Pachyderm Pipeline System (PPS)

Get Started

To get started using Pipelines, refer to our Beginner Tutorial or Pipeline docs.

Overview

Pachyderm Pipeline System is a parallel, containerized analysis platform

It is designed to:

  1. Write your analysis in any language of your choosing (enabling Accessibility).
  2. Allow you to compose your analyses
  3. Allow you to reproduce your input data, your processing step, and your output data (enabling Reproducibility)
  4. Allow you to understand the Provenance of your data

Components

PPS has two components, and understand each gives you a full picture of PPS.

Jobs

Jobs are transformations that are only run once.

Broadly, they take the following inputs:

  • a transformation image, refer to the pipeline spec for instructions on creating your own image
    • an entry point to run the transformation
    • some other configuration options about how to run the job (parallelism, partitioning method, etc)
  • at least one PFS input Repo containing some data
    • a Commit ID per input repo

When creating a job, PPS:

  • creates an output Repo with the same name as the job
  • uses kubernetes to spin up containers w the image you specify, in the configuration you specify
  • mounts the input Repo at the Commit specified at /pfs/your_repo_name for use by your code on that container
  • mounts /pfs/out for writing output, which is connected to the newly created output Repo
  • runs the containers with the entry point you provided
  • the output is stored in a new commit on the new output Repo

Pipeline

Pipelines are configured once, but run every time new data is present in the form of a new Commit on any of their input Repos. You can think of them as automatically up-to-date long-running jobs.

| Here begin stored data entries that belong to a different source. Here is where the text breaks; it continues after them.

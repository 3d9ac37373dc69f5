//! The build orchestrator.
//!
//! Runs the stage chain in order on the calling thread:
//!
//! ```text
//! flags → pch → library compile → partial link + archive → sketch compile → link
//! ```
//!
//! Each stage decides its own freshness, and the orchestrator adds the
//! downstream forcing that timestamps alone cannot guarantee: any library
//! compile forces the partial link, and a rebuilt archive or any sketch
//! compile forces the final link.

use std::fmt;
use std::path::{Path, PathBuf};
use std::time::{Duration, Instant};

use crate::archive::{ArchiveOutcome, LibraryArchiver};
use crate::cancel::CancelToken;
use crate::compile::{fast_path_applies, CompileReport, FastPathInputs, ParallelCompiler};
use crate::error::{BuildError, BuildResult};
use crate::flags::{BuildFlags, FlagsProvider};
use crate::layout::{BuildLayout, EngineConfig};
use crate::link::{FinalLinker, LinkOutcome};
use crate::metadata::{LibraryMetadata, MetadataFile};
use crate::pch::{PchArtifact, PchManager, PchOutcome};
use crate::rebuild::DecisionEngine;
use crate::stamp;
use crate::toolchain::Toolchain;
use crate::units::{discover_sources, newest_mtime, units_for, write_unity_chunks, CompilationUnit};

#[derive(Copy, Clone, Debug, PartialEq, Eq, Hash)]
pub enum Stage {
    Flags,
    Pch,
    LibraryCompile,
    Archive,
    SketchCompile,
    Link,
}

impl fmt::Display for Stage {
    fn fmt(&self, f: &mut fmt::Formatter<'_>) -> fmt::Result {
        f.write_str(match self {
            Stage::Flags => "flags",
            Stage::Pch => "precompiled header",
            Stage::LibraryCompile => "library compile",
            Stage::Archive => "partial link + archive",
            Stage::SketchCompile => "sketch compile",
            Stage::Link => "link",
        })
    }
}

#[derive(Copy, Clone, Debug, PartialEq, Eq)]
pub struct StageTiming {
    pub stage: Stage,
    pub duration: Duration,
}

/// Everything one run did.
#[derive(Debug, Default)]
pub struct BuildReport {
    pub pch: Option<PchOutcome>,
    pub library: CompileReport,
    /// `None` when the library fast path skipped the stage.
    pub archive: Option<ArchiveOutcome>,
    pub sketch: CompileReport,
    pub link: Option<LinkOutcome>,
    /// Stages that ran, in order.
    pub timings: Vec<StageTiming>,
    pub duration: Duration,
}

impl BuildReport {
    pub fn compiled_count(&self) -> usize {
        self.library.compiled.len() + self.sketch.compiled.len()
    }

    pub fn up_to_date_count(&self) -> usize {
        self.library.up_to_date.len() + self.sketch.up_to_date.len()
    }

    pub fn total_units(&self) -> usize {
        self.library.total() + self.sketch.total()
    }

    pub fn archive_rebuilt(&self) -> bool {
        self.archive.as_ref().is_some_and(ArchiveOutcome::rebuilt)
    }

    pub fn linked(&self) -> bool {
        self.link.as_ref().is_some_and(LinkOutcome::linked)
    }
}

pub struct BuildPipeline<'a> {
    config: &'a EngineConfig,
    toolchain: &'a dyn Toolchain,
    flags: &'a dyn FlagsProvider,
    cancel: CancelToken,
}

impl<'a> BuildPipeline<'a> {
    pub fn new(
        config: &'a EngineConfig,
        toolchain: &'a dyn Toolchain,
        flags: &'a dyn FlagsProvider,
    ) -> Self {
        BuildPipeline {
            config,
            toolchain,
            flags,
            cancel: CancelToken::new(),
        }
    }

    /// Share `cancel` with whoever may interrupt the build.
    #[must_use]
    pub fn with_cancel(mut self, cancel: CancelToken) -> Self {
        self.cancel = cancel;
        self
    }

    fn layout(&self) -> &BuildLayout {
        &self.config.layout
    }

    fn checkpoint(&self) -> BuildResult<()> {
        if self.cancel.is_cancelled() {
            return Err(BuildError::Cancelled);
        }
        Ok(())
    }

    #[tracing::instrument(level = "info", skip_all, fields(mode = %self.config.mode))]
    pub fn run(&self) -> BuildResult<BuildReport> {
        let start = Instant::now();
        let mut report = BuildReport::default();
        let config = self.config;
        let layout = self.layout();
        stamp::ensure_dir(layout.build_dir())?;

        let (flags, version) = timed(&mut report, Stage::Flags, || {
            let flags = self.flags.build_flags(config.mode)?;
            let version = match config.pch_header {
                Some(_) => Some(self.flags.compiler_version()?),
                None => None,
            };
            Ok((flags, version))
        })?;

        self.checkpoint()?;
        if let (Some(header), Some(version)) = (&config.pch_header, &version) {
            let artifact = PchArtifact::new(header, layout);
            let manager = PchManager::new(self.toolchain, self.cancel.clone());
            report.pch = Some(timed(&mut report, Stage::Pch, || {
                manager.ensure(&artifact, &flags, version, config.force)
            })?);
        }
        let pch = report.pch.as_ref().map(|p| p.artifact.clone());

        self.checkpoint()?;
        let library = timed(&mut report, Stage::LibraryCompile, || {
            self.compile_library(&flags, pch.as_deref())
        })?;
        let LibraryStage {
            units: library_units,
            source_count,
            compile,
        } = library;
        report.library = compile;

        self.checkpoint()?;
        if !report.library.fast_path {
            let objects: Vec<PathBuf> = library_units.iter().map(|u| u.object.clone()).collect();
            let recorded = LibraryMetadata::load(&layout.library_metadata()).into_option();
            let object_set_changed =
                !matches!(recorded, Some(m) if m.object_count == library_units.len());
            let force_merge =
                config.force || !report.library.compiled.is_empty() || object_set_changed;

            let archiver = LibraryArchiver::new(self.toolchain, layout, self.cancel.clone());
            let outcome = timed(&mut report, Stage::Archive, || {
                archiver.merge_and_archive(&objects, &layout.archive(), force_merge)
            })?;
            report.archive = Some(outcome);

            LibraryMetadata {
                flags_hash: flags.flags_hash(),
                build_mode: config.mode,
                source_count,
                object_count: library_units.len(),
            }
            .save(&layout.library_metadata())?;
        }

        self.checkpoint()?;
        let sketch_units = timed(&mut report, Stage::SketchCompile, || {
            self.compile_sketch(&flags, pch.as_deref())
        })?;
        let (sketch_units, sketch_report) = sketch_units;
        report.sketch = sketch_report;

        self.checkpoint()?;
        let force_link =
            config.force || report.archive_rebuilt() || !report.sketch.compiled.is_empty();
        let sketch_objects: Vec<PathBuf> = sketch_units.iter().map(|u| u.object.clone()).collect();
        let linker = FinalLinker::new(self.toolchain, layout, self.cancel.clone());
        let link = timed(&mut report, Stage::Link, || {
            linker.link(
                &sketch_objects,
                &layout.archive(),
                &layout.output_artifact(),
                &flags,
                force_link,
            )
        })?;
        report.link = Some(link);

        report.duration = start.elapsed();
        tracing::info!(
            compiled = report.compiled_count(),
            up_to_date = report.up_to_date_count(),
            total = report.total_units(),
            elapsed_ms = report.duration.as_millis(),
            "build finished"
        );
        Ok(report)
    }

    fn compile_library(&self, flags: &BuildFlags, pch: Option<&Path>) -> BuildResult<LibraryStage> {
        let config = self.config;
        let layout = self.layout();

        let sources = discover_sources(&config.library_dir)?;
        if sources.is_empty() {
            return Err(BuildError::missing(&config.library_dir, "library sources"));
        }
        let mut newest_input = newest_mtime(&config.library_dir);
        let units = if config.unity_chunks > 0 {
            let unity_dir = layout.unity_dir();
            let chunks = write_unity_chunks(&sources, config.unity_chunks, &unity_dir)?;
            newest_input = newest_input.max(newest_mtime(&unity_dir));
            units_for(&chunks, &unity_dir, &layout.obj_dir())
        } else {
            units_for(&sources, &config.library_dir, &layout.obj_dir())
        };

        let flags_hash = flags.flags_hash();
        let metadata_path = layout.library_metadata();
        let recorded = LibraryMetadata::load(&metadata_path).into_option();
        let archive = layout.archive();
        let merged_object = layout.merged_object();
        let fast = fast_path_applies(&FastPathInputs {
            metadata: recorded.as_ref(),
            flags_hash,
            source_count: sources.len(),
            units: &units,
            archive: &archive,
            merged_object: &merged_object,
            pch,
            newest_input,
            force: config.force,
        });
        if fast {
            tracing::info!(units = units.len(), "library up to date (fast path)");
            let compile = CompileReport::fast_path(&units);
            return Ok(LibraryStage {
                units,
                source_count: sources.len(),
                compile,
            });
        }

        invalidate_on_flag_change(&metadata_path, recorded.as_ref(), flags)?;
        let engine = DecisionEngine::new(flags_hash, recorded.as_ref())
            .with_pch(pch)
            .with_force(config.force);
        let compile = ParallelCompiler::new(self.toolchain, config.jobs, self.cancel.clone())
            .build(&units, &engine, flags, pch)?
            .into_result()?;
        Ok(LibraryStage {
            units,
            source_count: sources.len(),
            compile,
        })
    }

    fn compile_sketch(
        &self,
        flags: &BuildFlags,
        pch: Option<&Path>,
    ) -> BuildResult<(Vec<CompilationUnit>, CompileReport)> {
        let config = self.config;
        let layout = self.layout();

        let sources = discover_sources(&config.sketch_dir)?;
        if sources.is_empty() {
            return Err(BuildError::missing(&config.sketch_dir, "sketch sources"));
        }
        let units = units_for(&sources, &config.sketch_dir, &layout.sketch_dir());

        let metadata_path = layout.sketch_metadata();
        let recorded = LibraryMetadata::load(&metadata_path).into_option();
        invalidate_on_flag_change(&metadata_path, recorded.as_ref(), flags)?;
        let engine = DecisionEngine::new(flags.flags_hash(), recorded.as_ref())
            .with_pch(pch)
            .with_force(config.force);
        let compile = ParallelCompiler::new(self.toolchain, config.jobs, self.cancel.clone())
            .build(&units, &engine, flags, pch)?
            .into_result()?;

        LibraryMetadata {
            flags_hash: flags.flags_hash(),
            build_mode: config.mode,
            source_count: sources.len(),
            object_count: units.len(),
        }
        .save(&metadata_path)?;
        Ok((units, compile))
    }
}

struct LibraryStage {
    units: Vec<CompilationUnit>,
    source_count: usize,
    compile: CompileReport,
}

/// Drop a metadata record whose flags no longer match.
///
/// Objects compiled under the new flags in a run that then fails must not be
/// trusted later because the old record still names flags they match.
fn invalidate_on_flag_change(
    path: &Path,
    recorded: Option<&LibraryMetadata>,
    flags: &BuildFlags,
) -> BuildResult<()> {
    match recorded {
        Some(meta) if meta.flags_hash != flags.flags_hash() => stamp::remove_if_exists(path),
        _ => Ok(()),
    }
}

fn timed<T>(
    report: &mut BuildReport,
    stage: Stage,
    f: impl FnOnce() -> BuildResult<T>,
) -> BuildResult<T> {
    let start = Instant::now();
    tracing::debug!(%stage, "stage start");
    let result = f();
    report.timings.push(StageTiming {
        stage,
        duration: start.elapsed(),
    });
    result
}

/// Remove the whole build directory.
pub fn clean(layout: &BuildLayout) -> BuildResult<()> {
    let dir = layout.build_dir();
    match std::fs::remove_dir_all(dir) {
        Ok(()) => {
            tracing::info!(dir = %dir.display(), "cleaned");
            Ok(())
        }
        Err(e) if e.kind() == std::io::ErrorKind::NotFound => Ok(()),
        Err(e) => Err(BuildError::io(dir, e)),
    }
}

For detailed instructions on pipelines, refer to the pipeline spec

Provenance

You’ll be using and composing pipelines frequently with PPS. Quickly, you’re going to want to understand how your outputs are related to the inputs.

Check out the flush-commit docs for specifics on how to track provenance.

Debugging tools

Beyond provenance, your primary triaging tool is pachctl’s logs. This allows you to see the log output per Job / Pipeline and debug any errors.